You're going to need some kind of flexible mounting that will keep the coil centered over the magnet, but let it move easily back and fourth.

You haven't described your magnet, other than it's a magnet. A cylindrical magnet would be a good item to have for your experiment.[/QUOTE]

They did mention line level (typically 0.5 -2V )
I am assuming the audio sound card of a computer uses this voltage range for it's input on the mic port.[/QUOTE]
No, that's low-level audio. The mic input is very low level. I don't know exactly how much offhand.

So if I can get it into this range I should hear my voice.
Or does my sound card amplify it from mic level to line level for me?
That would be even better and less to do.

Note I am not going for quality just proof of concept.

mic level, is typically measured in millivolts
Is their a typical range in millivolts to strive for?
Well, it's going to be difficult for me on this end to figure out what kind of output you might get from a homemade mic/speaker - since I have no clue as to the size or gauss of your magnet, what sizes of wire you have to work with, and what other kinds of raw materials you might have around.
 

Audioguru

Joined Dec 20, 2007
11,248
Ahh, that's from around 20Hz to 14kHz
For deaf old geezers who have heard too many loud noises.
Young people can hear up to 20kHz and higher.

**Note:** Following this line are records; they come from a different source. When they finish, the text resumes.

//! Daemon configuration

use anyhow::{Context, Result};
use discovery_registry::RegistryConfig;
use serde::Deserialize;
use std::path::Path;
use std::time::Duration;

#[derive(Clone, Debug, Deserialize)]
#[serde(default)]
pub struct DaemonConfig {
    pub registry: RegistryConfig,
    /// Endpoint paths (`service/version/endpoint`) created under the root at startup
    pub seed: Vec<String>,
    /// Interval between registry state reports
    pub report_interval_secs: u64,
}

impl Default for DaemonConfig {
    fn default() -> Self {
        Self {
            registry: RegistryConfig::default(),
            seed: Vec::new(),
            report_interval_secs: 30,
        }
    }
}

impl DaemonConfig {
    /// Load from the YAML file named by `DISCOVERY_CONFIG`, or from the environment
    pub fn load() -> Result<Self> {
        match std::env::var("DISCOVERY_CONFIG") {
            Ok(path) => Self::from_file(path),
            Err(_) => Self::from_env(),
        }
    }

    pub fn from_file(path: impl AsRef<Path>) -> Result<Self> {
        let path = path.as_ref();
        let raw = std::fs::read_to_string(path)
            .with_context(|| format!("Failed to read config from {}", path.display()))?;
        let config: DaemonConfig = serde_yaml::from_str(&raw)
            .with_context(|| format!("Failed to parse config from {}", path.display()))?;
        config.registry.validate()?;
        Ok(config)
    }

    fn from_env() -> Result<Self> {
        let mut config = DaemonConfig {
            registry: RegistryConfig::from_env()?,
            ..Default::default()
        };
        if let Ok(seed) = std::env::var("DISCOVERY_SEED") {
            config.seed = seed
                .split(',')
                .map(str::trim)
                .filter(|s| !s.is_empty())
                .map(String::from)
                .collect();
        }
        if let Ok(secs) = std::env::var("DISCOVERY_REPORT_SECS") {
            config.report_interval_secs = secs
                .parse()
                .with_context(|| format!("DISCOVERY_REPORT_SECS is not valid: {:?}", secs))?;
        }
        Ok(config)
    }

    pub fn report_interval(&self) -> Duration {
        Duration::from_secs(self.report_interval_secs.max(1))
    }
}

#[cfg(test)]
mod tests {
    use super::*;
    use std::io::Write;

    #[test]
    fn test_from_file() {
        let mut file = tempfile::NamedTempFile::new().unwrap();
        writeln!(
            file,
            "registry:\n  root_path: /prod/discovery\n  tick_interval_secs: 5\nseed:\n  - billing/v1/10.0.0.1:8080\nreport_interval_secs: 60"
        )
        .unwrap();

        let config = DaemonConfig::from_file(file.path()).unwrap();
        assert_eq!(config.registry.root_path, "/prod/discovery");
        assert_eq!(config.registry.tick_interval_secs, 5);
        assert_eq!(config.registry.watch_depth, 2);
        assert_eq!(config.seed, vec!["billing/v1/10.0.0.1:8080"]);
        assert_eq!(config.report_interval(), Duration::from_secs(60));
    }

    #[test]
    fn test_from_file_rejects_bad_root() {
        let mut file = tempfile::NamedTempFile::new().unwrap();
        writeln!(file, "registry:\n  root_path: /").unwrap();
        assert!(DaemonConfig::from_file(file.path()).is_err());
    }

    #[test]
    fn test_missing_file() {
        let err = DaemonConfig::from_file("/nonexistent/discovery.yaml").unwrap_err();
        assert!(err.to_string().contains("Failed to read config"));
    }
}
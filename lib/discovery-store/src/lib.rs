//! Coordination store integration
pub mod error;
pub mod memory;
pub mod store;
pub mod tree;
pub mod watcher;

pub use error::{Result, StoreError};
pub use memory::MemoryStore;
pub use store::{Acl, CoordinationStore, CreateMode, Perms};
pub use tree::{create_tree, remove_tree};
pub use watcher::TreeWatcher;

When I was young I heard ultrasonic motion alarms loudly. I heard 15,750Hz from TVs loudly. I heard high frequency distortion from sound systems that led me to learn about electronics to reduce the distortion.
 

Wendy

Joined Mar 24, 2008
23,421
I haven't read all the posts, just thought I'd mention something my brother did when he was first learning, It was the classic nail with coils of wire around it to form an electromagnet. He then put it in inside a metal coffee can, where it worked quite well. Fidelity wasn't great, but what do you expect from a coffee can, nail, and wire.
 

SgtWookie

Joined Jul 17, 2007
22,230
For deaf old geezers who have heard too many loud noises.
Young people can hear up to 20kHz and higher.

When I was young I heard ultrasonic motion alarms loudly. I heard 15,750Hz from TVs loudly. I heard high frequency distortion from sound systems that led me to learn about electronics to reduce the distortion.
Yep, I used to hear pretty high frequencies myself, including the 15,750Hz from TV's. Used to drive me nuts.

Working on the flight line with dozens of F-4 Phantoms around took care of that problem. :rolleyes:
 

Thread Starter

Mathematics!

Joined Jul 21, 2008
1,036
Well I have alot of different gauge wire 18 , 22 ,26, 30 to name a few I remember of the top of my head.

Why would a 1.5 volt battery be better then a 9 volt battery.
I thought the greater the voltage the greater the current.
Since current is proportional to voltage.
(i.e ohms law)

I only have radio shack batteries "alkaline enercell" 9 volt ones.

I tried wrapping 30 gauge wire around a soldering iron 50 times. Didn't work though.

As for the microphone I have Round Ceramic Magnets (5-Pack)
and one High-Energy Ceramic Magnet from radioshack.

The round 5 pack ones have a hole in the middle.
And the high energy ceramic is in the shape of a rectangular prism.

I have a digital multimeter if you would like me to try an get some measurements.
 

SgtWookie

Joined Jul 17, 2007
22,230
Well I have alot of different gauge wire 18 , 22 ,26, 30 to name a few I remember of the top of my head.
Smaller gauge would be better for these projects.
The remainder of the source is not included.